It is certainly no coincidence that Numbers 15 and Psalm 51 are both in today’s reading. For they both deal with “high-handed sin” (Numbers 15:22-31 and the entirety of Psalm 51).
From what I read in Numbers 15:30-31 and the rest of the Law, there is no specific sacrifice to atone for sin committed “with a high hand.” The “iniquity remains on him.” High-handed sin seems to be that committed with one’s hand not “under the table” but out in the open, in the full light of day, without passion, with full knowledge of its guilt. Our own law comprehends this. In many states, we treat “first degree” murder as that which is done with a “high hand” and therefore worthy of execution.
Which is surely what David was guilty of. We might call his initial adultery with Bathsheba a “crime of passion,” but not his premeditated and callous murder of her husband, the loyal soldier Uriah. This was the very definition of high-handed sin, which he thought he got away with.
But the guilt was too heavy. Guilt and shame always register their presence in the body: “. . . the bones that You have broken . . .” (Psalm 51:8). We are body and soul, and the two constantly interface and interact with the other.
Yet David knows that there is no sacrifice he could offer to make things right in the eyes of God:
For you will not delight in sacrifice, or I would give it; you will not be pleased with a burnt offering. (Psalm 51:16)
So what shall he do?
First, we must note what God forced him to do, through the prophet Nathan (2 Samuel 12): to bring his sin public, before God and at least another person.
Secondly, David allowed Nathan’s conviction to do its work and sit on his own heart. Thus David has a truly “broken and contrite heart” (Psalm 51:17).
Thirdly, this broken and contrite heart becomes the only thing that he may bring before God - which he does. He does not turn away from God, but cries out to Him, in desperate need. Perhaps Jesus was thinking about David’s heart when he told his parable about the proud, self-justified Pharisee and the humbled, guilt-ridden tax collector who both went up to the temple, in Luke 18:9-14. The tax collector could not even look up to God, but could only cry out to God as a miserable sinner. Yet on that day only he went home, Jesus says, “justified” - standing righteous before God.

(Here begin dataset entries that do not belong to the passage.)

//! An in-memory [`Reader`] over an owned byte buffer.
//!
//! Used internally wherever a component needs to hand something a `Reader`
//! but already has the bytes in hand — `compare_buffers`, and tests that
//! don't want to touch the filesystem or network.

use super::{Reader, SeekOutcome};
use crate::error::Result;

/// A [`Reader`] backed by an in-memory `Vec<u8>`.
#[derive(Debug)]
pub struct MemReader {
    name: String,
    data: Vec<u8>,
    pos: usize,
}

impl MemReader {
    /// Wrap `data` as a reader, identified as `name` in diagnostics.
    pub fn new(name: impl Into<String>, data: Vec<u8>) -> Self {
        Self {
            name: name.into(),
            data,
            pos: 0,
        }
    }
}

impl Reader for MemReader {
    fn read(&mut self, buf: &mut [u8]) -> Result<usize> {
        let remaining = &self.data[self.pos.min(self.data.len())..];
        let n = remaining.len().min(buf.len());
        buf[..n].copy_from_slice(&remaining[..n]);
        self.pos += n;
        Ok(n)
    }

    fn size(&self) -> Option<u64> {
        Some(self.data.len() as u64)
    }

    fn seek(&mut self, offset: u64) -> Result<SeekOutcome> {
        self.pos = (offset as usize).min(self.data.len());
        Ok(SeekOutcome::Done)
    }

    fn close(&mut self) -> Result<()> {
        Ok(())
    }

    fn source_name(&self) -> &str {
        &self.name
    }
}

#[cfg(test)]
mod tests {
    use super::*;

    #[test]
    fn reads_full_contents_in_chunks() {
        let mut r = MemReader::new("mem", b"hello world".to_vec());
        let mut buf = [0u8; 4];
        let mut out = Vec::new();
        loop {
            let n = r.read(&mut buf).unwrap();
            if n == 0 {
                break;
            }
            out.extend_from_slice(&buf[..n]);
        }
        assert_eq!(out, b"hello world");
    }

    #[test]
    fn seek_then_read() {
        let mut r = MemReader::new("mem", b"0123456789".to_vec());
        r.seek(5).unwrap();
        let mut buf = [0u8; 3];
        assert_eq!(r.read(&mut buf).unwrap(), 3);
        assert_eq!(&buf, b"567");
    }

    #[test]
    fn eof_is_sticky() {
        let mut r = MemReader::new("mem", b"ab".to_vec());
        let mut buf = [0u8; 8];
        assert_eq!(r.read(&mut buf).unwrap(), 2);
        assert_eq!(r.read(&mut buf).unwrap(), 0);
        assert_eq!(r.read(&mut buf).unwrap(), 0);
    }
}
//! Decompression-bomb guards (spec.md §4.5): running totals checked during
//! extraction, not after the fact, so a crafted archive can't exhaust
//! memory before anyone notices.

use std::sync::atomic::{AtomicU64, Ordering};
use std::sync::Arc;

use crate::config::ArchiveCompareOptions;
use crate::error::{Error, ErrorKind, Result};

/// Tracks running totals across a whole archive's extraction and enforces
/// the configured limits.
pub struct BombGuard {
    max_decompressed_bytes: u64,
    max_compression_ratio: u64,
    max_entries: usize,
    max_name_len: usize,
    total_decompressed: AtomicU64,
    entry_count: AtomicU64,
}

impl BombGuard {
    pub fn new(opts: &ArchiveCompareOptions) -> Self {
        Self {
            max_decompressed_bytes: opts.max_decompressed_size,
            max_compression_ratio: opts.max_compression_ratio,
            max_entries: opts.max_entries,
            max_name_len: opts.max_entry_name_length,
            total_decompressed: AtomicU64::new(0),
            entry_count: AtomicU64::new(0),
        }
    }

    /// Called once per entry, before reading its contents.
    pub fn check_entry(&self, name: &str) -> Result<()> {
        let count = self.entry_count.fetch_add(1, Ordering::SeqCst) + 1;
        if count as usize > self.max_entries {
            return Err(Error::new(
                ErrorKind::BombGuardTripped,
                format!("archive exceeds max entry count {}", self.max_entries),
            ));
        }
        if name.len() > self.max_name_len {
            return Err(Error::new(
                ErrorKind::BombGuardTripped,
                format!("entry name exceeds max length {}", self.max_name_len),
            ));
        }
        Ok(())
    }

    /// Called after reading `n` more decompressed bytes of the current
    /// entry. `compressed_bytes_so_far` is the number of bytes consumed
    /// from the underlying compressed stream so far, used for the ratio
    /// check.
    pub fn check_progress(&self, n: u64, compressed_bytes_so_far: u64) -> Result<()> {
        let total = self.total_decompressed.fetch_add(n, Ordering::SeqCst) + n;
        if total > self.max_decompressed_bytes {
            return Err(Error::new(
                ErrorKind::BombGuardTripped,
                format!(
                    "archive exceeds max decompressed size {}",
                    self.max_decompressed_bytes
                ),
            ));
        }
        // Avoid tripping the ratio guard on the first few bytes, where the
        // denominator is too small to mean anything.
        if compressed_bytes_so_far > 64 {
            let ratio = total / compressed_bytes_so_far.max(1);
            if ratio > self.max_compression_ratio {
                return Err(Error::new(
                    ErrorKind::BombGuardTripped,
                    format!(
                        "archive exceeds max compression ratio {}:1",
                        self.max_compression_ratio
                    ),
                ));
            }
        }
        Ok(())
    }
}

/// A `Read` wrapper that counts bytes pulled from the underlying
/// (compressed) stream, shared with the [`BombGuard`] doing the ratio
/// check on the decompressed side.
pub struct CountingReader<R> {
    inner: R,
    count: Arc<AtomicU64>,
}

impl<R: std::io::Read> CountingReader<R> {
    pub fn new(inner: R) -> (Self, Arc<AtomicU64>) {
        let count = Arc::new(AtomicU64::new(0));
        (
            Self {
                inner,
                count: Arc::clone(&count),
            },
            count,
        )
    }
}

impl<R: std::io::Read> std::io::Read for CountingReader<R> {
    fn read(&mut self, buf: &mut [u8]) -> std::io::Result<usize> {
        let n = self.inner.read(buf)?;
        self.count.fetch_add(n as u64, Ordering::SeqCst);
        Ok(n)
    }
}

#[cfg(test)]
mod tests {
    use super::*;

    #[test]
    fn entry_count_guard_trips() {
        let opts = ArchiveCompareOptions {
            max_entries: 2,
            ..Default::default()
        };
        let guard = BombGuard::new(&opts);
        guard.check_entry("a").unwrap();
        guard.check_entry("b").unwrap();
        assert!(guard.check_entry("c").is_err());
    }

    #[test]
    fn name_length_guard_trips() {
        let opts = ArchiveCompareOptions {
            max_entry_name_length: 4,
            ..Default::default()
        };
        let guard = BombGuard::new(&opts);
        assert!(guard.check_entry("toolong").is_err());
    }

    #[test]
    fn decompressed_size_guard_trips() {
        let opts = ArchiveCompareOptions {
            max_decompressed_size: 100,
            ..Default::default()
        };
        let guard = BombGuard::new(&opts);
        assert!(guard.check_progress(50, 10).is_ok());
        assert!(guard.check_progress(60, 20).is_err());
    }

    #[test]
    fn compression_ratio_guard_trips() {
        let opts = ArchiveCompareOptions {
            max_compression_ratio: 10,
            max_decompressed_size: u64::MAX,
            ..Default::default()
        };
        let guard = BombGuard::new(&opts);
        // 1000 decompressed bytes from 1 compressed byte: ratio 1000:1.
        assert!(guard.check_progress(1000, 100).is_err());
    }
}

How? For both David and the tax collector are the worst kinds of betrayers of their people - both worthy of execution, even according to our modern, progressive law. The answer is that they were both looking forward to the New Covenant in desperate faith.
As I said, in the Old Covenant, there was no provision made for high-handed sin. But in the New Covenant, well, things get both worse and better. It was worse, in that, since the Law has come, all sin now exiles us from God. Whether it be premeditated murder (Romans 1:30) or run-of-the-mill disobedience to parents (Romans 1:31), all sin is treated as “high-handed” and utterly cuts us off from God.

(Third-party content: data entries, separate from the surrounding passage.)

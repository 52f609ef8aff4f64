//! Descriptor-relative recursive directory walk (spec.md §4.5).
//!
//! Opens the root as a directory descriptor, then recurses using
//! descriptor-relative `openat`/`fstatat` calls — this amortises path
//! resolution and, combined with the `(device, inode)` pairs it reads off
//! each directory, is what makes symlink-loop detection possible at all.
//! Depth is capped at [`crate::config::DEFAULT_MAX_DEPTH`] to bound
//! pathological trees (and cycles that would otherwise evade the loop
//! check). Output is the sorted list of relative paths of regular files.

use std::os::fd::{AsRawFd, BorrowedFd};
use std::path::{Path, PathBuf};

use nix::dir::{Dir, Type};
use nix::errno::Errno;
use nix::fcntl::OFlag;
use nix::sys::stat::{fstat, fstatat, Mode};

use super::visited::VisitedSet;
use crate::error::{Error, ErrorKind, Result};

/// The outcome of a directory walk.
#[derive(Debug, Default)]
pub struct WalkResult {
    /// Sorted (bytewise) relative paths of every regular file found.
    pub files: Vec<String>,
    /// Relative paths (of directories or files) skipped because `stat` or
    /// `open` failed with a permission error. Non-fatal.
    pub permission_errors: Vec<String>,
}

/// `(st_dev, st_ino)` identity for the same-tree/same-file short-circuits.
pub fn identity(path: &Path) -> Result<(u64, u64)> {
    let st = nix::sys::stat::stat(path)
        .map_err(|e| Error::new(ErrorKind::Io, format!("stat {}: {e}", path.display())))?;
    Ok((st.st_dev as u64, st.st_ino as u64))
}

/// Walk `root`, returning the sorted list of regular-file relative paths.
pub fn walk(root: &Path, follow_symlinks: bool, max_depth: usize) -> Result<WalkResult> {
    let max_depth = if max_depth == 0 {
        crate::config::DEFAULT_MAX_DEPTH
    } else {
        max_depth
    };

    let mut result = WalkResult::default();
    let mut visited = VisitedSet::new();

    let root_dir = Dir::open(root, OFlag::O_RDONLY | OFlag::O_DIRECTORY, Mode::empty())
        .map_err(|e| Error::new(ErrorKind::Io, format!("opendir {}: {e}", root.display())))?;

    if follow_symlinks {
        let st = fstat(&root_dir)
            .map_err(|e| Error::new(ErrorKind::Io, format!("fstat {}: {e}", root.display())))?;
        visited.insert(st.st_dev as u64, st.st_ino as u64);
    }

    walk_dir(
        root_dir,
        PathBuf::new(),
        0,
        max_depth,
        follow_symlinks,
        &mut visited,
        &mut result,
    )?;

    result.files.sort();
    Ok(result)
}

fn walk_dir(
    dir: Dir,
    prefix: PathBuf,
    depth: usize,
    max_depth: usize,
    follow_symlinks: bool,
    visited: &mut VisitedSet,
    result: &mut WalkResult,
) -> Result<()> {
    if depth >= max_depth {
        return Ok(());
    }
    let dir_fd = dir.as_raw_fd();

    // Collect entries first: recursing while iterating the same Dir handle
    // would require opening subdirectories against a borrowed fd we're
    // still reading from.
    let mut entries = Vec::new();
    for entry in dir {
        let entry = entry
            .map_err(|e| Error::new(ErrorKind::Io, format!("readdir {}: {e}", prefix.display())))?;
        let name = entry.file_name().to_string_lossy().into_owned();
        if name == "." || name == ".." {
            continue;
        }
        entries.push((name, entry.file_type()));
    }

    for (name, dtype) in entries {
        let rel = prefix.join(&name);
        let st = match fstatat(unsafe { BorrowedFd::borrow_raw(dir_fd) }, name.as_str(), nix::fcntl::AtFlags::AT_SYMLINK_NOFOLLOW) {
            Ok(st) => st,
            Err(Errno::EACCES) | Err(Errno::EPERM) => {
                result.permission_errors.push(rel.to_string_lossy().into_owned());
                continue;
            }
            Err(e) => {
                return Err(Error::new(ErrorKind::Io, format!("fstatat {name}: {e}")));
            }
        };

        let is_symlink = dtype == Some(Type::Symlink)
            || (dtype.is_none() && (st.st_mode & libc::S_IFMT) == libc::S_IFLNK);

        if is_symlink {
            if !follow_symlinks {
                continue;
            }
            let target_st = match fstatat(unsafe { BorrowedFd::borrow_raw(dir_fd) }, name.as_str(), nix::fcntl::AtFlags::empty()) {
                Ok(st) => st,
                Err(Errno::EACCES) | Err(Errno::EPERM) => {
                    result.permission_errors.push(rel.to_string_lossy().into_owned());
                    continue;
                }
                Err(_) => continue, // dangling symlink: silently skip
            };
            let key = (target_st.st_dev as u64, target_st.st_ino as u64);
            if (target_st.st_mode & libc::S_IFMT) == libc::S_IFDIR {
                if visited.contains(key.0, key.1) {
                    continue; // cycle
                }
                visited.insert(key.0, key.1);
                match Dir::openat(
                    unsafe { BorrowedFd::borrow_raw(dir_fd) },
                    name.as_str(),
                    OFlag::O_RDONLY | OFlag::O_DIRECTORY,
                    Mode::empty(),
                ) {
                    Ok(sub) => walk_dir(
                        sub,
                        rel,
                        depth + 1,
                        max_depth,
                        follow_symlinks,
                        visited,
                        result,
                    )?,
                    Err(Errno::EACCES) | Err(Errno::EPERM) => {
                        result.permission_errors.push(rel.to_string_lossy().into_owned());
                    }
                    Err(e) => {
                        return Err(Error::new(ErrorKind::Io, format!("openat {name}: {e}")));
                    }
                }
            } else if (target_st.st_mode & libc::S_IFMT) == libc::S_IFREG {
                result.files.push(rel.to_string_lossy().into_owned());
            }
            continue;
        }

        match dtype {
            Some(Type::Directory) => match Dir::openat(
                unsafe { BorrowedFd::borrow_raw(dir_fd) },
                name.as_str(),
                OFlag::O_RDONLY | OFlag::O_DIRECTORY | OFlag::O_NOFOLLOW,
                Mode::empty(),
            ) {
                Ok(sub) => walk_dir(
                    sub,
                    rel,
                    depth + 1,
                    max_depth,
                    follow_symlinks,
                    visited,
                    result,
                )?,
                Err(Errno::EACCES) | Err(Errno::EPERM) => {
                    result.permission_errors.push(rel.to_string_lossy().into_owned());
                }
                Err(e) => {
                    return Err(Error::new(ErrorKind::Io, format!("openat {name}: {e}")));
                }
            },
            Some(Type::File) => {
                result.files.push(rel.to_string_lossy().into_owned());
            }
            _ => {
                // Device, socket, fifo: not a byte-equality-comparable
                // source, skip.
            }
        }
    }

    Ok(())
}

#[cfg(test)]
mod tests {
    use super::*;
    use std::fs;
    use std::os::unix::fs::symlink;

    #[test]
    fn walks_nested_regular_files_sorted() {
        let root = tempfile::tempdir().unwrap();
        fs::create_dir_all(root.path().join("a")).unwrap();
        fs::write(root.path().join("a/x"), b"1").unwrap();
        fs::write(root.path().join("a/y"), b"2").unwrap();
        fs::write(root.path().join("z"), b"3").unwrap();

        let result = walk(root.path(), false, 0).unwrap();
        assert_eq!(result.files, vec!["a/x", "a/y", "z"]);
        assert!(result.permission_errors.is_empty());
    }

    #[test]
    fn unfollowed_symlinks_are_skipped() {
        let root = tempfile::tempdir().unwrap();
        fs::write(root.path().join("real"), b"1").unwrap();
        symlink(root.path().join("real"), root.path().join("link")).unwrap();

        let result = walk(root.path(), false, 0).unwrap();
        assert_eq!(result.files, vec!["real"]);
    }

    #[test]
    fn followed_symlink_cycle_is_not_infinite() {
        let root = tempfile::tempdir().unwrap();
        fs::create_dir_all(root.path().join("a")).unwrap();
        symlink(root.path(), root.path().join("a/loop")).unwrap();
        fs::write(root.path().join("a/x"), b"1").unwrap();

        let result = walk(root.path(), true, 0).unwrap();
        assert_eq!(result.files, vec!["a/x"]);
    }
}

Thus at the right time Christ died for the ungodly. He was treated as if he had broken every one of God’s commandments and in a high-handed manner. Thus he was “utterly cut off.” Thus all the sins of his people - even the “high-handed” sins - “shall be on him.”
“His people” not being those who are self-justified and just need a little self-improvement, but those who share the faith of David and the tax collector: who know they have iniquity that utterly cuts them off from God, and who know the only thing they can contribute to their deliverance is their need of it.